Но я люблю быть разочарованным. Человек, который разочаровался, приобретает особый взгляд. Этот взгляд, начавшись как реакция на одно событие, обращается и на другие. Знаете, есть такой популярный троп в кинематографе: у главного героя разрушаются иллюзии — положим, относительно отношений — и он начинает принимать все трезвые решения, которые уже давно напрашивались. То есть потенциальных причин для разочарования может быть много; подчас они ничем между собой не связаны. Однако, разочарование, возникнув, касается всех их разом.

Поэтому, находясь в разочаровании, полезно окинуть расколдованную жизнь разочарованным взглядом, свежим и холодным как утренний ветер.
Понимание той или иной вещи есть не у всех людей. А подчас есть понимание ложное. Второе хуже первого, этому нас учил ещё Сократ: хуже дурака только дурак, думающий, что он умный.

Однако ложное понимание в каком-то смысле существует. Насколько это в наших силах, благородно его устранять. Но это не всегда возможно. Например, когда на это нет времени; нет сил объяснять или их приложение себя не окупает; наконец, когда ложное понимание нам выгодно, и т.д.

В любом из таких случаев этот недостаток человека мы принимаем за данность, тем самым закрепляя и даже потакая ему. В конкретной ситуации такое действие приводит к онтологизации ошибки.
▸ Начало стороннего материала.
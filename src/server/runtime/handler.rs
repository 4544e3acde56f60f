//! `ServerHandler` backed by the tool, resource and prompt registries.
use std::{
    sync::{
        atomic::{AtomicBool, Ordering},
        Arc,
    },
    time::Instant,
};

use chrono::Utc;
use rmcp::{
    model::{
        AnnotateAble, CallToolRequestParam, CallToolResult, ErrorData, GetPromptRequestParam,
        GetPromptResult, ListPromptsResult, ListResourcesResult, ListToolsResult,
        PaginatedRequestParam, Prompt, PromptArgument, PromptMessage, PromptMessageRole,
        RawResource, ReadResourceRequestParam, ReadResourceResult, ResourceContents, ServerInfo,
        Tool,
    },
    service::RequestContext,
    RoleServer, ServerHandler,
};
use serde_json::{json, Map, Value};
use tracing::{info, warn};

use crate::{
    lib::{
        errors::{tool_error_to_error_data, RegistrationError},
        loader::LoadReport,
    },
    prompts::{load_prompts, PromptRegistry},
    resources::{load_resources, ResourceRegistry},
    server::{
        config::Settings,
        runtime::server_info::{build_instructions, build_server_info},
    },
    tools::{
        base::{MetricsBoard, ToolArgs, ToolDefinition, ToolFailure, ToolOutput, ToolRegistry},
        load_tools,
    },
};

pub const HEALTH_TOOL: &str = "health_check";

/// Liveness data shared by the `health_check` tool and `GET /health`.
#[derive(Clone)]
pub struct ServerHealth {
    server: Arc<str>,
    version: Arc<str>,
    started_at: Instant,
    initialized: Arc<AtomicBool>,
    metrics: Option<MetricsBoard>,
}

impl ServerHealth {
    fn new(settings: &Settings, metrics: Option<MetricsBoard>) -> Self {
        Self {
            server: Arc::from(settings.server.name.as_str()),
            version: Arc::from(settings.server.version.as_str()),
            started_at: Instant::now(),
            initialized: Arc::new(AtomicBool::new(false)),
            metrics,
        }
    }

    pub fn is_initialized(&self) -> bool {
        self.initialized.load(Ordering::SeqCst)
    }

    fn set_initialized(&self, value: bool) {
        self.initialized.store(value, Ordering::SeqCst);
    }

    /// Per-tool counters; `None` unless metrics are enabled.
    pub fn metrics(&self) -> Option<Value> {
        let board = self.metrics.as_ref()?;
        let tools: Map<String, Value> = board
            .snapshot()
            .into_iter()
            .map(|(name, snapshot)| (name, serde_json::to_value(snapshot).unwrap_or_default()))
            .collect();
        Some(json!({ "tools": tools }))
    }

    pub fn payload(&self) -> Value {
        let uptime = self.started_at.elapsed().as_secs_f64();
        let mut payload = json!({
            "status": "healthy",
            "server": &*self.server,
            "version": &*self.version,
            "timestamp": Utc::now().to_rfc3339(),
            "uptime_seconds": (uptime * 1000.0).round() / 1000.0,
            "initialized": self.is_initialized(),
        });
        if let Some(metrics) = self.metrics() {
            payload["metrics"] = metrics;
        }
        payload
    }
}

fn register_health_tool(
    registry: &mut ToolRegistry,
    health: ServerHealth,
) -> Result<(), RegistrationError> {
    registry.register(
        ToolDefinition::new(HEALTH_TOOL, "Check server health status").handler(
            move |_args: ToolArgs| {
                let payload = health.payload();
                async move { Ok::<_, ToolFailure>(ToolOutput::new(payload)) }
            },
        ),
    )
}

/// Counts reported by the three loaders.
#[derive(Debug, Clone, Default, PartialEq, Eq)]
pub struct LoadSummary {
    pub tools: LoadReport,
    pub resources: LoadReport,
    pub prompts: LoadReport,
}

struct ServerState {
    settings: Settings,
    info: ServerInfo,
    tools: ToolRegistry,
    resources: ResourceRegistry,
    prompts: PromptRegistry,
    health: ServerHealth,
    loaded: LoadSummary,
}

#[derive(Clone)]
pub struct TemplateServer {
    state: Arc<ServerState>,
}

impl TemplateServer {
    /// Load every registry and mark the server initialized.
    pub fn initialize(settings: Settings) -> Self {
        info!(
            target: "mcp_template::runtime",
            server = %settings.server.name,
            version = %settings.server.version,
            "Initializing server"
        );

        let mut tools = ToolRegistry::new().with_default_timeout(settings.performance.tool_timeout());
        let mut resources = ResourceRegistry::new();
        let mut prompts = PromptRegistry::new();
        let loaded = LoadSummary {
            tools: load_tools(&mut tools, &settings),
            resources: load_resources(&mut resources, &settings),
            prompts: load_prompts(&mut prompts, &settings),
        };

        let metrics = settings.features.metrics.then(|| tools.metrics_board());
        if metrics.is_some() {
            info!(target: "mcp_template::runtime", "Metrics collection enabled");
        }
        let health = ServerHealth::new(&settings, metrics);
        if settings.features.health_check {
            if let Err(err) = register_health_tool(&mut tools, health.clone()) {
                warn!(
                    target: "mcp_template::runtime",
                    error = %err,
                    "Failed to register the health_check tool"
                );
            }
        }

        let instructions = build_instructions(&settings);
        let info = build_server_info(&settings, &instructions);
        health.set_initialized(true);
        info!(
            target: "mcp_template::runtime",
            tools = tools.len(),
            resources = resources.len(),
            prompts = prompts.len(),
            "Server initialized"
        );

        Self {
            state: Arc::new(ServerState {
                settings,
                info,
                tools,
                resources,
                prompts,
                health,
                loaded,
            }),
        }
    }

    /// Mark the server as no longer serving.
    pub fn cleanup(&self) {
        info!(
            target: "mcp_template::runtime",
            server = %self.state.settings.server.name,
            "Shutting down"
        );
        self.state.health.set_initialized(false);
        info!(target: "mcp_template::runtime", "Cleanup completed");
    }

    pub fn settings(&self) -> &Settings {
        &self.state.settings
    }

    pub fn health(&self) -> &ServerHealth {
        &self.state.health
    }

    pub fn tools(&self) -> &ToolRegistry {
        &self.state.tools
    }

    pub fn resources(&self) -> &ResourceRegistry {
        &self.state.resources
    }

    pub fn prompts(&self) -> &PromptRegistry {
        &self.state.prompts
    }

    pub fn load_summary(&self) -> &LoadSummary {
        &self.state.loaded
    }

    fn tool_listing(&self) -> Vec<Tool> {
        self.state
            .tools
            .list()
            .into_iter()
            .map(|tool| Tool::new(tool.name, tool.description, tool.input_schema))
            .collect()
    }
}

impl ServerHandler for TemplateServer {
    fn get_info(&self) -> ServerInfo {
        self.state.info.clone()
    }

    async fn list_tools(
        &self,
        _request: Option<PaginatedRequestParam>,
        _context: RequestContext<RoleServer>,
    ) -> Result<ListToolsResult, ErrorData> {
        Ok(ListToolsResult::with_all_items(self.tool_listing()))
    }

    async fn call_tool(
        &self,
        request: CallToolRequestParam,
        _context: RequestContext<RoleServer>,
    ) -> Result<CallToolResult, ErrorData> {
        let args = request.arguments.unwrap_or_default();
        let Some(result) = self.state.tools.invoke(&request.name, args).await else {
            return Err(ErrorData::invalid_params(
                format!("Unknown tool: {}", request.name),
                Some(json!({ "tool": request.name })),
            ));
        };
        let value = result.to_value();
        if result.is_success() {
            Ok(CallToolResult::structured(value))
        } else {
            Ok(CallToolResult::structured_error(value))
        }
    }

    async fn list_resources(
        &self,
        _request: Option<PaginatedRequestParam>,
        _context: RequestContext<RoleServer>,
    ) -> Result<ListResourcesResult, ErrorData> {
        let resources = self
            .state
            .resources
            .list()
            .iter()
            .map(|entry| {
                let mut resource = RawResource::new(entry.uri.clone(), entry.name.clone());
                resource.description =
                    (!entry.description.is_empty()).then(|| entry.description.clone());
                resource.mime_type = Some(entry.mime_type.clone());
                resource.no_annotation()
            })
            .collect();
        Ok(ListResourcesResult::with_all_items(resources))
    }

    async fn read_resource(
        &self,
        request: ReadResourceRequestParam,
        _context: RequestContext<RoleServer>,
    ) -> Result<ReadResourceResult, ErrorData> {
        let uri = request.uri;
        let text = match self.state.resources.read(&uri) {
            None => {
                return Err(ErrorData::resource_not_found(
                    format!("Resource not found: {uri}"),
                    Some(json!({ "uri": uri })),
                ))
            }
            Some(Err(err)) => {
                return Err(ErrorData::internal_error(
                    format!("Failed to read {uri}: {err:#}"),
                    None,
                ))
            }
            Some(Ok(text)) => text,
        };
        let mime = self
            .state
            .resources
            .get(&uri)
            .map(|entry| entry.mime_type.clone());
        let mut contents = ResourceContents::text(text, uri);
        if let ResourceContents::TextResourceContents { mime_type, .. } = &mut contents {
            *mime_type = mime;
        }
        Ok(ReadResourceResult {
            contents: vec![contents],
        })
    }

    async fn list_prompts(
        &self,
        _request: Option<PaginatedRequestParam>,
        _context: RequestContext<RoleServer>,
    ) -> Result<ListPromptsResult, ErrorData> {
        let prompts = self
            .state
            .prompts
            .list()
            .iter()
            .map(|entry| {
                let arguments = entry
                    .arguments
                    .iter()
                    .map(|arg| PromptArgument {
                        name: arg.name.clone(),
                        title: None,
                        description: Some(arg.description.clone()),
                        required: Some(arg.required),
                    })
                    .collect();
                Prompt::new(&entry.name, Some(&entry.description), Some(arguments))
            })
            .collect();
        Ok(ListPromptsResult::with_all_items(prompts))
    }

    async fn get_prompt(
        &self,
        request: GetPromptRequestParam,
        _context: RequestContext<RoleServer>,
    ) -> Result<GetPromptResult, ErrorData> {
        let args = request.arguments.unwrap_or_default();
        let prompts = &self.state.prompts;
        let text = match prompts.render(&request.name, &args) {
            None => {
                return Err(ErrorData::invalid_params(
                    format!("Unknown prompt: {}", request.name),
                    Some(json!({ "prompt": request.name })),
                ))
            }
            Some(Err(err)) => return Err(tool_error_to_error_data(&err)),
            Some(Ok(text)) => text,
        };
        Ok(GetPromptResult {
            description: prompts.get(&request.name).map(|entry| entry.description.clone()),
            messages: vec![PromptMessage::new_text(PromptMessageRole::User, text)],
        })
    }
}

#[cfg(test)]
mod tests {
    use super::*;

    #[test]
    fn initialize_loads_everything_and_adds_health_tool() {
        let server = TemplateServer::initialize(Settings::default());
        assert_eq!(server.load_summary().tools.items, 8);
        assert_eq!(server.load_summary().resources.items, 5);
        assert_eq!(server.load_summary().prompts.items, 6);
        assert!(server.tools().contains(HEALTH_TOOL));
        assert_eq!(server.tools().len(), 9);
        assert!(server.health().is_initialized());

        server.cleanup();
        assert!(!server.health().is_initialized());
    }

    #[test]
    fn health_tool_follows_feature_flag() {
        let mut settings = Settings::default();
        settings.features.health_check = false;
        let server = TemplateServer::initialize(settings);
        assert!(!server.tools().contains(HEALTH_TOOL));
    }

    #[tokio::test]
    async fn health_payload_includes_metrics_when_enabled() {
        let mut settings = Settings::default();
        settings.features.metrics = true;
        settings.server.name = "Health Target".into();
        let server = TemplateServer::initialize(settings);

        let echo_args = json!({ "message": "hi" }).as_object().cloned().expect("object");
        server.tools().invoke("echo", echo_args).await.expect("echo");
        let result = server
            .tools()
            .invoke(HEALTH_TOOL, ToolArgs::new())
            .await
            .expect("health tool");
        let data = result.data().expect("success");
        assert_eq!(data["status"], json!("healthy"));
        assert_eq!(data["server"], json!("Health Target"));
        assert_eq!(data["initialized"], json!(true));
        assert_eq!(data["metrics"]["tools"]["echo"]["calls"], json!(1));
        assert_eq!(data["metrics"]["tools"]["echo"]["successes"], json!(1));
    }

    #[test]
    fn health_payload_omits_metrics_by_default() {
        let server = TemplateServer::initialize(Settings::default());
        let payload = server.health().payload();
        assert!(payload.get("metrics").is_none());
        assert_eq!(payload["version"], json!("1.0.0"));
    }

    #[test]
    fn listing_carries_required_fields_in_schema() {
        let server = TemplateServer::initialize(Settings::default());
        let tools = server.tool_listing();
        let echo = tools.iter().find(|t| t.name == "echo").expect("echo listed");
        assert_eq!(echo.input_schema.get("required"), Some(&json!(["message"])));
    }
}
Вообще, для меня это очень темная ситуация. То есть понятно, человек, как обычно говорят, "живёт в иллюзиях". Но что это значит? Он в них именно что живёт, как-то обживается, привыкает к ним. По опыту ложного понимания, которое в любом человеке неизбывно, можно судить, что это вполне себе нормальная жизнь. Ложное понимание жизнеспособно. Жизнь вещи свидетельствует о бытии вещи — значит, ложное понимание существует. И вот вопрос: если ложное понимание существует — возможно, оно не такое уж и ложное?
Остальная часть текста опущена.